Structural stability of the robust GdYTi2O7 pyrochlore under high pressure

Abstract Complex ceramics with pyrochlore (A 2 B 2 O 7 ) and defect‐fluorite ((A, B) 4 O 7 ) type structures experience structural modifications under high pressure. Here, we used mechanical milling and sintering followed by compression in diamond anvil cell to determine the high‐pressure behavior using in‐situ synchrotron diffraction. Raman spectroscopy and X‐ray diffraction at ambient pressure confirm the pyrochlore phase of as‐prepared GdYTi 2 O 7 ceramic. In‐situ high‐pressure experiments reveal no structural phase transition in GdYTi 2 O 7 pyrochlore up to approximately 50 GPa. The variation in the x positional coordinate of O 48f oxygen and cation–anion bond lengths shows that disordering occurs at high pressure above ∼43 GPa. The Rietveld refinement results indicate the pyrochlore phase of GdYTi 2 O 7 ceramic at the highest pressure of ∼50 GPa. Compared to Y 2 Ti 2 O 7 , the equal substitution of Y 3+ and Gd 3+ at the A‐site increases phase stability at high pressures.
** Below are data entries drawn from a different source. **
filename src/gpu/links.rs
//! Link segment rendering.
//!
//! Segments arrive as endpoint pairs of vec4s, the first endpoint's `w`
//! carrying the per-segment alpha the field computed from depth. Each segment
//! is expanded to a thin camera-independent quad in the vertex shader, one
//! instance per segment.

use bytemuck::{Pod, Zeroable};
use glam::Vec4;
use wgpu::util::DeviceExt;

use super::DEPTH_FORMAT;

#[repr(C)]
#[derive(Copy, Clone, Pod, Zeroable)]
struct LinkParams {
    color: [f32; 4],
}

/// Pipeline and buffers for the link segments.
pub(crate) struct LinkPass {
    buffer: wgpu::Buffer,
    bind_group: wgpu::BindGroup,
    pipeline: wgpu::RenderPipeline,
    capacity: u32,
    segment_count: u32,
}

impl LinkPass {
    pub fn new(
        device: &wgpu::Device,
        uniform_buffer: &wgpu::Buffer,
        capacity: u32,
        color: Vec4,
        surface_format: wgpu::TextureFormat,
    ) -> Self {
        // Two vec4 endpoints per segment.
        let buffer = device.create_buffer(&wgpu::BufferDescriptor {
            label: Some("Link Buffer"),
            size: u64::from(capacity.max(1)) * 32,
            usage: wgpu::BufferUsages::STORAGE | wgpu::BufferUsages::COPY_DST,
            mapped_at_creation: false,
        });

        let params = LinkParams {
            color: color.to_array(),
        };
        let params_buffer = device.create_buffer_init(&wgpu::util::BufferInitDescriptor {
            label: Some("Link Params Buffer"),
            contents: bytemuck::bytes_of(&params),
            usage: wgpu::BufferUsages::UNIFORM,
        });

        let shader = device.create_shader_module(wgpu::ShaderModuleDescriptor {
            label: Some("Link Shader"),
            source: wgpu::ShaderSource::Wgsl(LINK_SHADER.into()),
        });

        let bind_group_layout = device.create_bind_group_layout(&wgpu::BindGroupLayoutDescriptor {
            label: Some("Link Bind Group Layout"),
            entries: &[
                wgpu::BindGroupLayoutEntry {
                    binding: 0,
                    visibility: wgpu::ShaderStages::VERTEX,
                    ty: wgpu::BindingType::Buffer {
                        ty: wgpu::BufferBindingType::Uniform,
                        has_dynamic_offset: false,
                        min_binding_size: None,
                    },
                    count: None,
                },
                wgpu::BindGroupLayoutEntry {
                    binding: 1,
                    visibility: wgpu::ShaderStages::VERTEX,
                    ty: wgpu::BindingType::Buffer {
                        ty: wgpu::BufferBindingType::Storage { read_only: true },
                        has_dynamic_offset: false,
                        min_binding_size: None,
                    },
                    count: None,
                },
                wgpu::BindGroupLayoutEntry {
                    binding: 2,
                    visibility: wgpu::ShaderStages::FRAGMENT,
                    ty: wgpu::BindingType::Buffer {
                        ty: wgpu::BufferBindingType::Uniform,
                        has_dynamic_offset: false,
                        min_binding_size: None,
                    },
                    count: None,
                },
            ],
        });

        let bind_group = device.create_bind_group(&wgpu::BindGroupDescriptor {
            label: Some("Link Bind Group"),
            layout: &bind_group_layout,
            entries: &[
                wgpu::BindGroupEntry {
                    binding: 0,
                    resource: uniform_buffer.as_entire_binding(),
                },
                wgpu::BindGroupEntry {
                    binding: 1,
                    resource: buffer.as_entire_binding(),
                },
                wgpu::BindGroupEntry {
                    binding: 2,
                    resource: params_buffer.as_entire_binding(),
                },
            ],
        });

        let pipeline_layout = device.create_pipeline_layout(&wgpu::PipelineLayoutDescriptor {
            label: Some("Link Pipeline Layout"),
            bind_group_layouts: &[&bind_group_layout],
            push_constant_ranges: &[],
        });

        let pipeline = device.create_render_pipeline(&wgpu::RenderPipelineDescriptor {
            label: Some("Link Pipeline"),
            layout: Some(&pipeline_layout),
            vertex: wgpu::VertexState {
                module: &shader,
                entry_point: Some("vs_main"),
                buffers: &[],
                compilation_options: Default::default(),
            },
            fragment: Some(wgpu::FragmentState {
                module: &shader,
                entry_point: Some("fs_main"),
                targets: &[Some(wgpu::ColorTargetState {
                    format: surface_format,
                    blend: Some(wgpu::BlendState::ALPHA_BLENDING),
                    write_mask: wgpu::ColorWrites::ALL,
                })],
                compilation_options: Default::default(),
            }),
            primitive: wgpu::PrimitiveState {
                topology: wgpu::PrimitiveTopology::TriangleList,
                strip_index_format: None,
                front_face: wgpu::FrontFace::Ccw,
                cull_mode: None,
                polygon_mode: wgpu::PolygonMode::Fill,
                unclipped_depth: false,
                conservative: false,
            },
            depth_stencil: Some(wgpu::DepthStencilState {
                format: DEPTH_FORMAT,
                depth_write_enabled: false,
                depth_compare: wgpu::CompareFunction::Less,
                stencil: wgpu::StencilState::default(),
                bias: wgpu::DepthBiasState::default(),
            }),
            multisample: wgpu::MultisampleState::default(),
            multiview: None,
            cache: None,
        });

        Self {
            buffer,
            bind_group,
            pipeline,
            capacity: capacity.max(1),
            segment_count: 0,
        }
    }

    /// Replace the segment set: `data` holds two vec4s per segment. Segments
    /// past the allocated capacity are dropped.
    pub fn write_segments(&mut self, queue: &wgpu::Queue, data: &[[f32; 4]]) {
        let count = (data.len() / 2).min(self.capacity as usize);
        self.segment_count = count as u32;
        if count > 0 {
            queue.write_buffer(&self.buffer, 0, bytemuck::cast_slice(&data[..count * 2]));
        }
    }

    pub fn draw(&self, render_pass: &mut wgpu::RenderPass<'_>) {
        if self.segment_count == 0 {
            return;
        }
        render_pass.set_pipeline(&self.pipeline);
        render_pass.set_bind_group(0, &self.bind_group, &[]);
        render_pass.draw(0..6, 0..self.segment_count);
    }
}

const LINK_SHADER: &str = r#"
struct Uniforms {
    view_proj: mat4x4<f32>,
    time: f32,
    delta_time: f32,
};

struct LinkParams {
    color: vec4<f32>,
};

@group(0) @binding(0) var<uniform> uniforms: Uniforms;
@group(0) @binding(1) var<storage, read> segments: array<vec4<f32>>;
@group(0) @binding(2) var<uniform> params: LinkParams;

struct VertexOutput {
    @builtin(position) clip_position: vec4<f32>,
    @location(0) alpha: f32,
};

@vertex
fn vs_main(
    @builtin(vertex_index) vertex_index: u32,
    @builtin(instance_index) instance_index: u32,
) -> VertexOutput {
    var out: VertexOutput;

    let end_a = segments[instance_index * 2u];
    let end_b = segments[instance_index * 2u + 1u];

    let pos_a = end_a.xyz;
    let pos_b = end_b.xyz;
    let alpha = end_a.w;

    let span = pos_b - pos_a;
    if alpha < 0.001 || length(span) < 0.0001 {
        out.clip_position = vec4<f32>(0.0, 0.0, -1000.0, 1.0);
        out.alpha = 0.0;
        return out;
    }

    let line_dir = normalize(span);
    var perp = cross(line_dir, vec3<f32>(0.0, 1.0, 0.0));
    if length(perp) < 0.001 {
        perp = cross(line_dir, vec3<f32>(1.0, 0.0, 0.0));
    }
    perp = normalize(perp) * 0.004;

    var pos: vec3<f32>;
    switch vertex_index {
        case 0u: { pos = pos_a - perp; }
        case 1u: { pos = pos_a + perp; }
        case 2u: { pos = pos_b - perp; }
        case 3u: { pos = pos_a + perp; }
        case 4u: { pos = pos_b - perp; }
        default: { pos = pos_b + perp; }
    }

    out.clip_position = uniforms.view_proj * vec4<f32>(pos, 1.0);
    out.alpha = alpha;
    return out;
}

@fragment
fn fs_main(in: VertexOutput) -> @location(0) vec4<f32> {
    return vec4<f32>(params.color.rgb, in.alpha);
}
"#;
//! Per-visitor session state gluing the wizard, analyzer, results and submission together.
//!
//! Each session is the single writer of its answer set: every mutation is a fetch, modify,
//! store cycle performed under the service's write lock. Background analysis re-enters that
//! cycle when it finishes.

pub mod repository;
pub mod router;
pub mod service;
pub mod session;

#[cfg(test)]
mod tests;

pub use repository::{RepositoryError, SessionRepository};
pub use router::{audit_router, PlatformToggle};
pub use service::{Advance, AnalysisOutcome, AuditSessionService, ContactOptions, SessionError};
pub use session::{AuditSession, AuditView, SessionId, SessionSnapshot};
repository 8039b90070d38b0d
mod common;
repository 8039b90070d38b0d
pub mod config;
pub mod error;
pub mod telemetry;
pub mod workflows;
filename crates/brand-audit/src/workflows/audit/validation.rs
use std::collections::BTreeMap;

use once_cell::sync::Lazy;
use regex::Regex;
use serde::Serialize;

use super::domain::{AnswerField, AssessmentAnswers};

static EMAIL_PATTERN: Lazy<Regex> =
    Lazy::new(|| Regex::new(r"^[^\s@]+@[^\s@]+\.[^\s@]+$").expect("email pattern compiles"));

static CONTACT_PATTERN: Lazy<Regex> =
    Lazy::new(|| Regex::new(r"^\+?[1-9][0-9]{0,15}$").expect("contact pattern compiles"));

static CONTACT_FORMATTING: Lazy<Regex> =
    Lazy::new(|| Regex::new(r"[\s\-()]").expect("formatting pattern compiles"));

/// Field-level messages rendered next to the offending inputs.
#[derive(Debug, Clone, Default, PartialEq, Eq, Serialize)]
#[serde(transparent)]
pub struct ValidationErrors(BTreeMap<AnswerField, String>);

impl ValidationErrors {
    pub fn is_empty(&self) -> bool {
        self.0.is_empty()
    }

    pub fn len(&self) -> usize {
        self.0.len()
    }

    pub fn get(&self, field: AnswerField) -> Option<&str> {
        self.0.get(&field).map(String::as_str)
    }

    pub fn contains(&self, field: AnswerField) -> bool {
        self.0.contains_key(&field)
    }

    pub(crate) fn insert(&mut self, field: AnswerField, message: &str) {
        self.0.insert(field, message.to_string());
    }

    pub(crate) fn clear_field(&mut self, field: AnswerField) {
        self.0.remove(&field);
    }

    pub fn iter(&self) -> impl Iterator<Item = (AnswerField, &str)> {
        self.0.iter().map(|(field, message)| (*field, message.as_str()))
    }
}

pub fn is_valid_email(email: &str) -> bool {
    EMAIL_PATTERN.is_match(email)
}

/// Accepts international numbers once spaces, dashes and parentheses are stripped.
pub fn is_valid_contact(contact: &str) -> bool {
    let digits = CONTACT_FORMATTING.replace_all(contact, "");
    CONTACT_PATTERN.is_match(&digits)
}

/// Checks the identity fields collected on the basic information step.
pub fn validate_basic_info(answers: &AssessmentAnswers) -> ValidationErrors {
    let mut errors = ValidationErrors::default();

    if answers.name.trim().is_empty() {
        errors.insert(AnswerField::Name, "Name is required");
    }

    if answers.email.trim().is_empty() {
        errors.insert(AnswerField::Email, "Email is required");
    } else if !is_valid_email(&answers.email) {
        errors.insert(AnswerField::Email, "Please enter a valid email address");
    }

    if answers.contact.trim().is_empty() {
        errors.insert(AnswerField::Contact, "Contact number is required");
    } else if !is_valid_contact(&answers.contact) {
        errors.insert(AnswerField::Contact, "Please enter a valid contact number");
    }

    errors
}
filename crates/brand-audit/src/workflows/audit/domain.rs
use chrono::{DateTime, Utc};
use serde::{Deserialize, Serialize};
use std::fmt;

/// Self-assessment rating on the 1-10 scale used by the design, communication and strategy steps.
#[derive(Debug, Clone, Copy, PartialEq, Eq, PartialOrd, Ord, Hash, Serialize, Deserialize)]
#[serde(try_from = "u8", into = "u8")]
pub struct Rating(u8);

impl Rating {
    pub const MIN: u8 = 1;
    pub const MAX: u8 = 10;
    pub const DEFAULT: Rating = Rating(5);

    pub fn new(value: u8) -> Result<Self, RatingOutOfRange> {
        if (Self::MIN..=Self::MAX).contains(&value) {
            Ok(Self(value))
        } else {
            Err(RatingOutOfRange { value })
        }
    }

    pub const fn value(self) -> u8 {
        self.0
    }
}

impl Default for Rating {
    fn default() -> Self {
        Self::DEFAULT
    }
}

impl TryFrom<u8> for Rating {
    type Error = RatingOutOfRange;

    fn try_from(value: u8) -> Result<Self, Self::Error> {
        Self::new(value)
    }
}

impl From<Rating> for u8 {
    fn from(value: Rating) -> Self {
        value.0
    }
}

#[derive(Debug, Clone, Copy, PartialEq, Eq, thiserror::Error)]
#[error("rating {value} is outside the 1-10 scale")]
pub struct RatingOutOfRange {
    pub value: u8,
}

/// Monthly marketing budget bands offered on the marketing step.
#[derive(Debug, Clone, Copy, PartialEq, Eq, Hash, Serialize, Deserialize)]
pub enum MarketingBudget {
    #[serde(rename = "0-1000")]
    UpToOneLakh,
    #[serde(rename = "1000-5000")]
    OneToFiveLakh,
    #[serde(rename = "5000-10000")]
    UnderTenLakh,
}

impl MarketingBudget {
    pub const fn ordered() -> [Self; 3] {
        [Self::UpToOneLakh, Self::OneToFiveLakh, Self::UnderTenLakh]
    }

    /// Token forwarded to the email template.
    pub const fn token(self) -> &'static str {
        match self {
            Self::UpToOneLakh => "0-1000",
            Self::OneToFiveLakh => "1000-5000",
            Self::UnderTenLakh => "5000-10000",
        }
    }

    pub const fn label(self) -> &'static str {
        match self {
            Self::UpToOneLakh => "$0 - $1,00,000",
            Self::OneToFiveLakh => "$1,00,000 - $5,00,000",
            Self::UnderTenLakh => "less than $10,00,000",
        }
    }

    pub fn from_token(token: &str) -> Option<Self> {
        Self::ordered()
            .into_iter()
            .find(|budget| budget.token() == token.trim())
    }
}

/// Customer engagement channels listed on the platforms step.
#[derive(Debug, Clone, Copy, PartialEq, Eq, PartialOrd, Ord, Hash, Serialize, Deserialize)]
pub enum Platform {
    Website,
    Instagram,
    Facebook,
    LinkedIn,
    #[serde(rename = "Twitter/X")]
    TwitterX,
    TikTok,
    YouTube,
    #[serde(rename = "Email Marketing")]
    EmailMarketing,
    #[serde(rename = "Google Ads")]
    GoogleAds,
    #[serde(rename = "SEO")]
    Seo,
    #[serde(rename = "Print Media")]
    PrintMedia,
    #[serde(rename = "Radio/TV")]
    RadioTv,
    Events,
    Other,
}

impl Platform {
    pub const fn catalog() -> [Self; 14] {
        [
            Self::Website,
            Self::Instagram,
            Self::Facebook,
            Self::LinkedIn,
            Self::TwitterX,
            Self::TikTok,
            Self::YouTube,
            Self::EmailMarketing,
            Self::GoogleAds,
            Self::Seo,
            Self::PrintMedia,
            Self::RadioTv,
            Self::Events,
            Self::Other,
        ]
    }

    pub const fn label(self) -> &'static str {
        match self {
            Self::Website => "Website",
            Self::Instagram => "Instagram",
            Self::Facebook => "Facebook",
            Self::LinkedIn => "LinkedIn",
            Self::TwitterX => "Twitter/X",
            Self::TikTok => "TikTok",
            Self::YouTube => "YouTube",
            Self::EmailMarketing => "Email Marketing",
            Self::GoogleAds => "Google Ads",
            Self::Seo => "SEO",
            Self::PrintMedia => "Print Media",
            Self::RadioTv => "Radio/TV",
            Self::Events => "Events",
            Self::Other => "Other",
        }
    }

    pub fn from_label(label: &str) -> Option<Self> {
        let label = label.trim();
        Self::catalog()
            .into_iter()
            .find(|platform| platform.label().eq_ignore_ascii_case(label))
    }
}

impl fmt::Display for Platform {
    fn fmt(&self, f: &mut fmt::Formatter<'_>) -> fmt::Result {
        f.write_str(self.label())
    }
}

/// Names every answer field so errors and updates can be keyed uniformly.
#[derive(Debug, Clone, Copy, PartialEq, Eq, PartialOrd, Ord, Hash, Serialize, Deserialize)]
#[serde(rename_all = "snake_case")]
pub enum AnswerField {
    Name,
    Email,
    Contact,
    Website,
    BusinessType,
    CurrentBrand,
    DesignQuality,
    CommunicationClarity,
    StrategyAlignment,
    MarketingBudget,
    PlatformsUsed,
    AdditionalInfo,
}

impl AnswerField {
    /// Parameter name used by the email template.
    pub const fn template_key(self) -> &'static str {
        match self {
            Self::Name => "name",
            Self::Email => "email",
            Self::Contact => "contact",
            Self::Website => "website",
            Self::BusinessType => "businessType",
            Self::CurrentBrand => "currentBrand",
            Self::DesignQuality => "designQuality",
            Self::CommunicationClarity => "communicationClarity",
            Self::StrategyAlignment => "strategyAlignment",
            Self::MarketingBudget => "marketingBudget",
            Self::PlatformsUsed => "platformsUsed",
            Self::AdditionalInfo => "additionalInfo",
        }
    }
}

/// Answers collected across the six wizard steps.
#[derive(Debug, Clone, PartialEq, Eq, Default, Serialize, Deserialize)]
#[serde(default)]
pub struct AssessmentAnswers {
    pub name: String,
    pub email: String,
    pub contact: String,
    pub website: String,
    pub business_type: String,
    pub current_brand: String,
    pub design_quality: Rating,
    pub communication_clarity: Rating,
    pub strategy_alignment: Rating,
    pub marketing_budget: Option<MarketingBudget>,
    pub platforms_used: Vec<Platform>,
    pub additional_info: String,
}

impl AssessmentAnswers {
    /// Merge a single field update. Ratings outside 1-10 are rejected and leave the answers untouched.
    pub fn apply(&mut self, update: FieldUpdate) -> Result<AnswerField, FieldUpdateError> {
        let field = update.field();
        match update {
            FieldUpdate::Name(value) => self.name = value,
            FieldUpdate::Email(value) => self.email = value,
            FieldUpdate::Contact(value) => self.contact = value,
            FieldUpdate::Website(value) => self.website = value,
            FieldUpdate::BusinessType(value) => self.business_type = value,
            FieldUpdate::CurrentBrand(value) => self.current_brand = value,
            FieldUpdate::DesignQuality(value) => self.design_quality = rating_for(field, value)?,
            FieldUpdate::CommunicationClarity(value) => {
                self.communication_clarity = rating_for(field, value)?
            }
            FieldUpdate::StrategyAlignment(value) => {
                self.strategy_alignment = rating_for(field, value)?
            }
            FieldUpdate::MarketingBudget(value) => self.marketing_budget = value,
            FieldUpdate::PlatformsUsed(platforms) => {
                self.platforms_used.clear();
                for platform in platforms {
                    self.select_platform(platform, true);
                }
            }
            FieldUpdate::AdditionalInfo(value) => self.additional_info = value,
        }
        Ok(field)
    }

    /// Checkbox semantics: selecting keeps the first insertion, deselecting removes it.
    pub fn select_platform(&mut self, platform: Platform, selected: bool) {
        if selected {
            if !self.platforms_used.contains(&platform) {
                self.platforms_used.push(platform);
            }
        } else {
            self.platforms_used.retain(|existing| *existing != platform);
        }
    }

    pub fn has_budget(&self) -> bool {
        self.marketing_budget.is_some()
    }

    pub fn has_platforms(&self) -> bool {
        !self.platforms_used.is_empty()
    }

    pub fn platforms_joined(&self) -> String {
        self.platforms_used
            .iter()
            .map(|platform| platform.label())
            .collect::<Vec<_>>()
            .join(", ")
    }
}

fn rating_for(field: AnswerField, value: u8) -> Result<Rating, FieldUpdateError> {
    Rating::new(value).map_err(|_| FieldUpdateError::RatingOutOfRange { field, value })
}

/// A single field edit as submitted by the form.
#[derive(Debug, Clone, PartialEq, Eq, Serialize, Deserialize)]
#[serde(tag = "field", content = "value", rename_all = "snake_case")]
pub enum FieldUpdate {
    Name(String),
    Email(String),
    Contact(String),
    Website(String),
    BusinessType(String),
    CurrentBrand(String),
    DesignQuality(u8),
    CommunicationClarity(u8),
    StrategyAlignment(u8),
    MarketingBudget(Option<MarketingBudget>),
    PlatformsUsed(Vec<Platform>),
    AdditionalInfo(String),
}

impl FieldUpdate {
    pub const fn field(&self) -> AnswerField {
        match self {
            Self::Name(_) => AnswerField::Name,
            Self::Email(_) => AnswerField::Email,
            Self::Contact(_) => AnswerField::Contact,
            Self::Website(_) => AnswerField::Website,
            Self::BusinessType(_) => AnswerField::BusinessType,
            Self::CurrentBrand(_) => AnswerField::CurrentBrand,
            Self::DesignQuality(_) => AnswerField::DesignQuality,
            Self::CommunicationClarity(_) => AnswerField::CommunicationClarity,
            Self::StrategyAlignment(_) => AnswerField::StrategyAlignment,
            Self::MarketingBudget(_) => AnswerField::MarketingBudget,
            Self::PlatformsUsed(_) => AnswerField::PlatformsUsed,
            Self::AdditionalInfo(_) => AnswerField::AdditionalInfo,
        }
    }
}

/// Rejected field edit.
#[derive(Debug, Clone, PartialEq, Eq, thiserror::Error)]
pub enum FieldUpdateError {
    #[error("{field:?} must be between 1 and 10 (found {value})")]
    RatingOutOfRange { field: AnswerField, value: u8 },
}

/// Answers frozen at wizard completion together with the computed score.
#[derive(Debug, Clone, PartialEq, Eq, Serialize, Deserialize)]
pub struct ScoredAssessment {
    #[serde(flatten)]
    pub answers: AssessmentAnswers,
    pub score: u16,
    pub completed_at: DateTime<Utc>,
}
The experimental results indicate that mainly cation disordering occurs with increasing pressure, and lower compressibility of < Ti–O 48f > bonds should play a significant role in the robustness of GdYTi 2 O 7 pyrochlore to sustain pyrochlore structure up to very high pressures. DFT‐derived cation–anion bond lengths and bulk modulus value agree with the experimental results in supporting the robustness of the GdYTi 2 O 7 pyrochlore.